For the first time in several years, Western Kansas wheat producers are planting into moisture. The recent rain has given some farmers restored hope after losses from drought. Jeanne Falk-Jones, multi-county agronomy specialist for the Northwest Extension Office believes this may lead to an increase in the number of wheat acres that are planted this year.
“We have been blessed with rain and we actually have moisture to be planting into which has not been the case in previous years. Our producers are very excited about the improved planting conditions and hope that the weather will continue to fulfill the crop throughout the rest of its lifecycle,” Falk-Jones said.
While the recent moisture has provided a better potential seed bed for farmers to drill into, the moisture profile is still very bleak. In the Sept. 23 USDA Kansas Crop Condition report, Northwest Kansas topsoil moisture measured 63 percent adequate while the subsoil moisture measured 88 percent short to very short. In order to sustain a successful crop, more rain will be necessary.
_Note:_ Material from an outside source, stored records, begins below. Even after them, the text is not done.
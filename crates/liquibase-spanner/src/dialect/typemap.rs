//! Spanner type mapper.
//!
//! Composes [`AbstractToCanonical`] with the renderer for the target dialect.
//! The mapper is stateless; the dialect is passed per call so a single
//! instance serves both Spanner surface syntaxes.

use tracing::warn;

use crate::core::traits::{TypeMapper, TypeMapping};
use crate::drivers::spanner::DatabaseDialect;

use super::canonical::{
    compose, AbstractToCanonical, FromCanonical, GoogleSqlFromCanonical, PostgresFromCanonical,
    TypeDescriptor,
};

/// Maps abstract changelog types to Spanner types.
///
/// Unrecognized types return `None` from [`TypeMapper::map_type`] and are
/// passed through unchanged by [`TypeMapper::resolve`].
#[derive(Debug, Clone, Copy, Default)]
pub struct SpannerTypeMapper;

impl SpannerTypeMapper {
    pub fn new() -> Self {
        Self
    }

    fn renderer(dialect: DatabaseDialect) -> &'static dyn FromCanonical {
        match dialect {
            DatabaseDialect::GoogleStandardSql => &GoogleSqlFromCanonical,
            DatabaseDialect::Postgresql => &PostgresFromCanonical,
        }
    }
}

impl TypeMapper for SpannerTypeMapper {
    fn map_type(
        &self,
        descriptor: &TypeDescriptor,
        dialect: DatabaseDialect,
    ) -> Option<TypeMapping> {
        let mapping = compose(&AbstractToCanonical, Self::renderer(dialect), descriptor)?;
        if let Some(warning) = &mapping.warning {
            warn!(
                "Type {} mapped to {} ({}): {}",
                descriptor, mapping.target_type, dialect, warning
            );
        }
        Some(mapping)
    }
}

#[cfg(test)]
mod tests {
    use super::*;

    fn native(text: &str) -> String {
        SpannerTypeMapper
            .resolve(text, DatabaseDialect::GoogleStandardSql)
            .target_type
    }

    fn pg(text: &str) -> String {
        SpannerTypeMapper
            .resolve(text, DatabaseDialect::Postgresql)
            .target_type
    }

    // =========================================================================
    // GoogleSQL
    // =========================================================================

    #[test]
    fn test_native_scalars() {
        assert_eq!(native("boolean"), "BOOL");
        assert_eq!(native("int"), "INT64");
        assert_eq!(native("BIGINT"), "INT64");
        assert_eq!(native("real"), "FLOAT32");
        assert_eq!(native("double precision"), "FLOAT64");
        assert_eq!(native("decimal"), "NUMERIC");
        assert_eq!(native("date"), "DATE");
        assert_eq!(native("datetime"), "TIMESTAMP");
        assert_eq!(native("json"), "JSON");
        assert_eq!(native("uuid"), "STRING(36)");
    }

    #[test]
    fn test_native_strings_and_bytes() {
        assert_eq!(native("varchar"), "STRING(MAX)");
        assert_eq!(native("varchar(255)"), "STRING(255)");
        assert_eq!(native("STRING(MAX)"), "STRING(MAX)");
        assert_eq!(native("char"), "STRING(1)");
        assert_eq!(native("clob"), "STRING(MAX)");
        assert_eq!(native("blob"), "BYTES(MAX)");
        assert_eq!(native("varbinary(16)"), "BYTES(16)");
    }

    #[test]
    fn test_native_arrays() {
        assert_eq!(native("ARRAY<STRING>(100)"), "ARRAY<STRING(100)>");
        assert_eq!(native("array<int64>"), "ARRAY<INT64>");
        assert_eq!(native("varchar(100)[]"), "ARRAY<STRING(100)>");
    }

    // =========================================================================
    // PostgreSQL
    // =========================================================================

    #[test]
    fn test_pg_types() {
        assert_eq!(pg("boolean"), "boolean");
        assert_eq!(pg("INT64"), "bigint");
        assert_eq!(pg("double"), "float8");
        assert_eq!(pg("varchar(100)"), "varchar(100)");
        assert_eq!(pg("varchar(MAX)"), "varchar");
        assert_eq!(pg("blob"), "bytea");
        assert_eq!(pg("json"), "jsonb");
        assert_eq!(pg("timestamp"), "timestamptz");
        assert_eq!(pg("ARRAY<STRING>(100)"), "varchar(100)[]");
    }

    // =========================================================================
    // Fallback and lossy mappings
    // =========================================================================

    #[test]
    fn test_unknown_types_pass_through() {
        assert_eq!(native("  GEOGRAPHY "), "GEOGRAPHY");
        assert_eq!(pg("tokenlist"), "tokenlist");
        assert!(SpannerTypeMapper
            .map_type(
                &TypeDescriptor::parse("varchar(10, 2)"),
                DatabaseDialect::GoogleStandardSql
            )
            .is_none());
    }

    #[test]
    fn test_lossy_mappings_carry_warning() {
        let mapping = SpannerTypeMapper.resolve("numeric(10,2)", DatabaseDialect::Postgresql);
        assert_eq!(mapping.target_type, "numeric");
        assert!(mapping.is_lossy);

        let mapping = SpannerTypeMapper.resolve("time", DatabaseDialect::GoogleStandardSql);
        assert_eq!(mapping.target_type, "TIMESTAMP");
        assert!(mapping.warning.is_some());
    }
}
It has been three years since Southwest Kansas has had a good wheat crop. However this year the area is currently experiencing the best wheat planting conditions seen for an extended period of time. Joe Liebrant, Grant County extension agent reported that nearly 50 percent of planting is completed in this area, and producers are optimistic as there is moisture in both the top and sub soils. Weather has been the biggest challenge for producers in this area and while the planting conditions are positive, a successful crop will depend on weather conditions.
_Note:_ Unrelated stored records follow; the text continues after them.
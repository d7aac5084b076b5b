//! Identifier validation and quoting for both Spanner SQL dialects.
//!
//! Identifiers cannot be bound as query parameters, so every table, column,
//! index and sequence name that ends up in generated DDL passes through this
//! module. Names are left bare when they are plain identifiers that are not
//! reserved words, which keeps the generated SQL identical to what users
//! write by hand (`CREATE TABLE Singers ...`). Anything else is quoted:
//!
//! - GoogleSQL: backticks, with embedded backticks escaped as `` \` ``
//! - PostgreSQL interface: double quotes, with embedded quotes doubled

use crate::error::{MigrateError, Result};

/// Maximum identifier length accepted by Cloud Spanner.
const MAX_IDENTIFIER_LENGTH: usize = 128;

/// GoogleSQL reserved keywords. An identifier matching one of these
/// (case-insensitively) must be quoted.
const GOOGLESQL_RESERVED: &[&str] = &[
    "ALL", "AND", "ANY", "ARRAY", "AS", "ASC", "ASSERT_ROWS_MODIFIED", "AT", "BETWEEN", "BY",
    "CASE", "CAST", "COLLATE", "CONTAINS", "CREATE", "CROSS", "CUBE", "CURRENT", "DEFAULT",
    "DEFINE", "DESC", "DISTINCT", "ELSE", "END", "ENUM", "ESCAPE", "EXCEPT", "EXCLUDE", "EXISTS",
    "EXTRACT", "FALSE", "FETCH", "FOLLOWING", "FOR", "FROM", "FULL", "GROUP", "GROUPING",
    "GROUPS", "HASH", "HAVING", "IF", "IGNORE", "IN", "INNER", "INTERSECT", "INTERVAL", "INTO",
    "IS", "JOIN", "LATERAL", "LEFT", "LIKE", "LIMIT", "LOOKUP", "MERGE", "NATURAL", "NEW", "NO",
    "NOT", "NULL", "NULLS", "OF", "ON", "OR", "ORDER", "OUTER", "OVER", "PARTITION",
    "PRECEDING", "PROTO", "RANGE", "RECURSIVE", "RESPECT", "RIGHT", "ROLLUP", "ROWS", "SELECT",
    "SET", "SOME", "STRUCT", "TABLESAMPLE", "THEN", "TO", "TREAT", "TRUE", "UNBOUNDED", "UNION",
    "UNNEST", "USING", "WHEN", "WHERE", "WINDOW", "WITH", "WITHIN",
];

/// PostgreSQL reserved keywords that cannot appear as bare identifiers.
const POSTGRES_RESERVED: &[&str] = &[
    "ALL", "ANALYSE", "ANALYZE", "AND", "ANY", "ARRAY", "AS", "ASC", "ASYMMETRIC", "BOTH", "CASE",
    "CAST", "CHECK", "COLLATE", "COLUMN", "CONSTRAINT", "CREATE", "CURRENT_CATALOG",
    "CURRENT_DATE", "CURRENT_ROLE", "CURRENT_TIME", "CURRENT_TIMESTAMP", "CURRENT_USER",
    "DEFAULT", "DEFERRABLE", "DESC", "DISTINCT", "DO", "ELSE", "END", "EXCEPT", "FALSE", "FETCH",
    "FOR", "FOREIGN", "FROM", "GRANT", "GROUP", "HAVING", "IN", "INITIALLY", "INTERSECT", "INTO",
    "LATERAL", "LEADING", "LIMIT", "LOCALTIME", "LOCALTIMESTAMP", "NOT", "NULL", "OFFSET", "ON",
    "ONLY", "OR", "ORDER", "PLACING", "PRIMARY", "REFERENCES", "RETURNING", "SELECT",
    "SESSION_USER", "SOME", "SYMMETRIC", "TABLE", "THEN", "TO", "TRAILING", "TRUE", "UNION",
    "UNIQUE", "USER", "USING", "VARIADIC", "WHEN", "WHERE", "WINDOW", "WITH",
];

/// Validate an identifier.
///
/// Rejects:
/// - Empty identifiers
/// - Identifiers containing null bytes
/// - Identifiers exceeding the Spanner length limit
///
/// # Errors
///
/// Returns `MigrateError::Identifier` with a descriptive message.
pub fn validate_identifier(name: &str) -> Result<()> {
    if name.is_empty() {
        return Err(MigrateError::Identifier(
            "Identifier cannot be empty".to_string(),
        ));
    }

    if name.contains('\0') {
        return Err(MigrateError::Identifier(format!(
            "Identifier contains null byte: {:?}",
            name
        )));
    }

    if name.len() > MAX_IDENTIFIER_LENGTH {
        return Err(MigrateError::Identifier(format!(
            "Identifier exceeds maximum length of {} bytes (got {} bytes): {:?}",
            MAX_IDENTIFIER_LENGTH,
            name.len(),
            name
        )));
    }

    Ok(())
}

/// Whether `name` is a plain identifier: ASCII letter or underscore first,
/// then letters, digits and underscores.
pub fn is_plain_identifier(name: &str) -> bool {
    let mut chars = name.chars();
    match chars.next() {
        Some(c) if c.is_ascii_alphabetic() || c == '_' => {}
        _ => return false,
    }
    chars.all(|c| c.is_ascii_alphanumeric() || c == '_')
}

/// Whether `name` is a GoogleSQL reserved keyword.
pub fn is_googlesql_reserved(name: &str) -> bool {
    GOOGLESQL_RESERVED
        .iter()
        .any(|kw| kw.eq_ignore_ascii_case(name))
}

/// Whether `name` is a PostgreSQL reserved keyword.
pub fn is_postgres_reserved(name: &str) -> bool {
    POSTGRES_RESERVED
        .iter()
        .any(|kw| kw.eq_ignore_ascii_case(name))
}

/// Quote a GoogleSQL identifier with backticks.
///
/// # Examples
///
/// ```ignore
/// assert_eq!(quote_googlesql("Order")?, "`Order`");
/// assert_eq!(quote_googlesql("a`b")?, "`a\\`b`");
/// ```
pub fn quote_googlesql(name: &str) -> Result<String> {
    validate_identifier(name)?;
    Ok(format!("`{}`", name.replace('`', "\\`")))
}

/// Quote a PostgreSQL-interface identifier with double quotes.
///
/// # Examples
///
/// ```ignore
/// assert_eq!(quote_postgres("order")?, "\"order\"");
/// assert_eq!(quote_postgres("a\"b")?, "\"a\"\"b\"");
/// ```
pub fn quote_postgres(name: &str) -> Result<String> {
    validate_identifier(name)?;
    Ok(format!("\"{}\"", name.replace('"', "\"\"")))
}

/// Escape a GoogleSQL identifier only when it needs quoting.
pub fn escape_googlesql(name: &str) -> Result<String> {
    validate_identifier(name)?;
    if is_plain_identifier(name) && !is_googlesql_reserved(name) {
        Ok(name.to_string())
    } else {
        quote_googlesql(name)
    }
}

/// Escape a PostgreSQL-interface identifier only when it needs quoting.
pub fn escape_postgres(name: &str) -> Result<String> {
    validate_identifier(name)?;
    if is_plain_identifier(name) && !is_postgres_reserved(name) {
        Ok(name.to_string())
    } else {
        quote_postgres(name)
    }
}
“The conditions are as good as they have been to plant wheat for the last few years,” said Liebrant.
Planting across the Central part of the state is about 5 percent complete as producers are just starting to get underway. With very little recent moisture many farmers have voiced concern about seed beds that are hard, clotty and dry. Other challenges presenting producers in this area are weeds and volunteer wheat, especially for no-till operations. Wheat streak mosaic was an issue in last year’s crop and volunteer wheat and weeds must be eliminated before planting in order to prevent disease.
Many South Central producers missed out on rain again and are preparing to plant into dry soil. Following the same procedure as the past few years of drought, producers are anticipated to wait until after the Hessian fly-free date to begin planting.
After two years of record breaking yields, Southeastern Kansas producers are expected to increase the number of acres planted into wheat. Although planting in this area is not yet in full swing Josh Coltrain, extension agent out of Girard estimates a rise in wheat planting.
“As good as wheat has done and as much of a struggle we have had with other crops, I think wheat has proved a viable option for producers in this area,: said Coltrain.
An abundance of volunteer wheat threatened Southeast Kansas last year and producers will be focusing on controlling weeds and volunteer wheat before planting begins.
The 2014 Kansas wheat crop is around 13 percent planted according to a report released by the USDA Sept. 23. Wheat planting across Kansas is expected to be complete by the middle of November.